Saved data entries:
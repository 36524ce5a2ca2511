//! In-memory trade repository.

use std::collections::HashMap;

use async_trait::async_trait;
use chrono::{DateTime, Utc};
use parking_lot::RwLock;
use uuid::Uuid;

use crate::application::ports::{PersistenceError, TradeRecord, TradeRepository};
use crate::domain::feed::{Code, TradeExecution};

/// In-memory implementation of `TradeRepository`, keyed by order id.
///
/// State does not survive a restart.
#[derive(Debug, Default)]
pub struct InMemoryTradeRepository {
    trades: RwLock<HashMap<String, TradeRecord>>,
}

impl InMemoryTradeRepository {
    /// Create a new empty repository.
    #[must_use]
    pub fn new() -> Self {
        Self::default()
    }

    /// Number of stored orders.
    #[must_use]
    pub fn len(&self) -> usize {
        self.trades.read().len()
    }

    /// Whether the repository is empty.
    #[must_use]
    pub fn is_empty(&self) -> bool {
        self.trades.read().is_empty()
    }

    fn select<P: Fn(&TradeRecord) -> bool>(&self, predicate: P) -> Vec<TradeRecord> {
        let mut records: Vec<TradeRecord> = self
            .trades
            .read()
            .values()
            .filter(|r| predicate(r))
            .cloned()
            .collect();
        records.sort_by(|a, b| {
            a.trade
                .order_time
                .cmp(&b.trade.order_time)
                .then_with(|| a.trade.order_id.cmp(&b.trade.order_id))
        });
        records
    }
}

#[async_trait]
impl TradeRepository for InMemoryTradeRepository {
    async fn upsert_trade(&self, trade: &TradeExecution) -> Result<TradeRecord, PersistenceError> {
        if trade.order_id.is_empty() {
            return Err(PersistenceError::Rejected {
                order_id: String::new(),
                reason: "empty order id".to_string(),
            });
        }

        let mut trades = self.trades.write();
        let now = Utc::now();
        let record = trades
            .entry(trade.order_id.clone())
            .and_modify(|existing| {
                existing.trade = trade.clone();
                existing.updated_at = now;
            })
            .or_insert_with(|| TradeRecord {
                uid: Uuid::new_v4(),
                trade: trade.clone(),
                updated_at: now,
            });
        Ok(record.clone())
    }

    async fn find_all(&self) -> Result<Vec<TradeRecord>, PersistenceError> {
        Ok(self.select(|_| true))
    }

    async fn find_by_order_id(
        &self,
        order_id: &str,
    ) -> Result<Option<TradeRecord>, PersistenceError> {
        Ok(self.trades.read().get(order_id).cloned())
    }

    async fn find_in_range(
        &self,
        start: DateTime<Utc>,
        end: DateTime<Utc>,
    ) -> Result<Vec<TradeRecord>, PersistenceError> {
        Ok(self.select(|r| (start..=end).contains(&r.trade.order_time)))
    }

    async fn find_undone_by_code(&self, code: &Code) -> Result<Vec<TradeRecord>, PersistenceError> {
        Ok(self.select(|r| r.trade.code == *code && r.trade.status.is_open()))
    }
}
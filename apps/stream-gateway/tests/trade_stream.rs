//! Trade Stream Integration Tests
//!
//! Trade executions from the in-memory upstream reach WebSocket clients as
//! protobuf frames and land in the trade repository.

#![allow(clippy::unwrap_used, clippy::expect_used, clippy::float_cmp)]

mod common;

use std::time::Duration;

use axum::body::{Body, to_bytes};
use axum::http::{Request, StatusCode};
use chrono::Utc;
use futures::StreamExt;
use prost::Message as _;
use rust_decimal::Decimal;
use tokio::time::timeout;
use tokio_tungstenite::tungstenite::Message;
use tower::ServiceExt;

use common::{WAIT, eventually, spawn_gateway};
use stream_gateway::infrastructure::bus::TOPIC_REFERENCE_DATA_READY;
use stream_gateway::proto;
use stream_gateway::{
    ControlEvent, FeedKind, OrderAction, OrderStatus, OrderType, TradeExecution, TradeRepository,
    router,
};

fn trade(order_id: &str, code: &str, filled: i64) -> TradeExecution {
    TradeExecution {
        order_id: order_id.to_string(),
        code: code.to_string(),
        order_type: OrderType::Future,
        action: OrderAction::Sell,
        price: Decimal::new(16_980, 0),
        quantity: 3,
        filled_quantity: filled,
        status: if filled == 3 {
            OrderStatus::Filled
        } else {
            OrderStatus::PartFilled
        },
        order_time: Utc::now(),
    }
}

async fn next_trade<S>(ws: &mut S) -> proto::Trade
where
    S: futures::Stream<Item = Result<Message, tokio_tungstenite::tungstenite::Error>> + Unpin,
{
    loop {
        match timeout(WAIT, ws.next()).await.unwrap().unwrap().unwrap() {
            Message::Binary(data) => return proto::Trade::decode(data.as_ref()).unwrap(),
            Message::Ping(_) | Message::Pong(_) => {}
            other => panic!("unexpected frame: {other:?}"),
        }
    }
}

#[tokio::test]
async fn trades_flow_after_reference_data_is_ready() {
    let gw = spawn_gateway().await;
    let (mut ws, _) = tokio_tungstenite::connect_async(gw.ws_url("/ws/v1/trade/stream"))
        .await
        .unwrap();
    eventually(|| gw.trade.registry_stats().firehose_clients == 1).await;
    assert!(!gw.trade.is_streaming());

    gw.bus
        .publish(TOPIC_REFERENCE_DATA_READY, ControlEvent::ReferenceDataReady);
    assert!(gw.source.wait_for_streams(FeedKind::Trade, "", 1, WAIT).await);

    gw.source.push_trade(trade("o-1", "TXF", 1));
    gw.source.push_trade(trade("o-2", "MXF", 3));

    let first = next_trade(&mut ws).await;
    let second = next_trade(&mut ws).await;
    assert_eq!(first.order_id, "o-1");
    assert_eq!(first.filled_quantity, 1);
    assert_eq!(second.order_id, "o-2");
    assert_eq!(second.price, 16_980.0);
}

#[tokio::test]
async fn single_code_trade_socket_filters_by_code() {
    let gw = spawn_gateway().await;
    gw.trade.start_streaming();
    let (mut ws, _) = tokio_tungstenite::connect_async(gw.ws_url("/ws/v1/trade/stream/TXF"))
        .await
        .unwrap();
    eventually(|| gw.trade.registry_stats().single_code_clients == 1).await;
    assert!(gw.source.wait_for_streams(FeedKind::Trade, "", 1, WAIT).await);

    gw.source.push_trade(trade("o-1", "MXF", 1));
    gw.source.push_trade(trade("o-2", "TXF", 1));

    let got = next_trade(&mut ws).await;
    assert_eq!(got.order_id, "o-2");
    assert_eq!(got.code, "TXF");
}

#[tokio::test]
async fn executions_are_persisted_and_listed() {
    let gw = spawn_gateway().await;
    gw.trade.start_streaming();
    assert!(gw.source.wait_for_streams(FeedKind::Trade, "", 1, WAIT).await);

    gw.source.push_trade(trade("o-7", "TXF", 1));
    gw.source.push_trade(trade("o-7", "TXF", 3));
    gw.source.push_trade(trade("o-8", "MXF", 1));

    timeout(WAIT, async {
        loop {
            let filled = gw.repository.len() == 2
                && gw
                    .repository
                    .find_all()
                    .await
                    .unwrap()
                    .iter()
                    .any(|r| r.trade.order_id == "o-7" && r.trade.filled_quantity == 3);
            if filled {
                break;
            }
            tokio::time::sleep(Duration::from_millis(5)).await;
        }
    })
    .await
    .unwrap();

    let response = router(std::sync::Arc::clone(&gw.state))
        .oneshot(
            Request::builder()
                .uri("/api/v1/trade/records")
                .body(Body::empty())
                .unwrap(),
        )
        .await
        .unwrap();
    assert_eq!(response.status(), StatusCode::OK);

    let body = to_bytes(response.into_body(), usize::MAX).await.unwrap();
    let records: serde_json::Value = serde_json::from_slice(&body).unwrap();
    let order_ids: Vec<_> = records
        .as_array()
        .unwrap()
        .iter()
        .map(|r| r["order_id"].as_str().unwrap().to_string())
        .collect();
    assert_eq!(order_ids.len(), 2);
    assert!(order_ids.contains(&"o-7".to_string()));
    assert!(order_ids.contains(&"o-8".to_string()));
}

#[tokio::test]
async fn closing_trade_socket_detaches_client() {
    let gw = spawn_gateway().await;
    let (mut ws, _) = tokio_tungstenite::connect_async(gw.ws_url("/ws/v1/trade/stream"))
        .await
        .unwrap();
    eventually(|| gw.trade.registry_stats().firehose_clients == 1).await;

    ws.close(None).await.unwrap();

    eventually(|| gw.trade.registry_stats().firehose_clients == 0).await;
}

» Work task: In how many lines of the entries does "existing" appear? Reply with only the number.

» Finished task: 3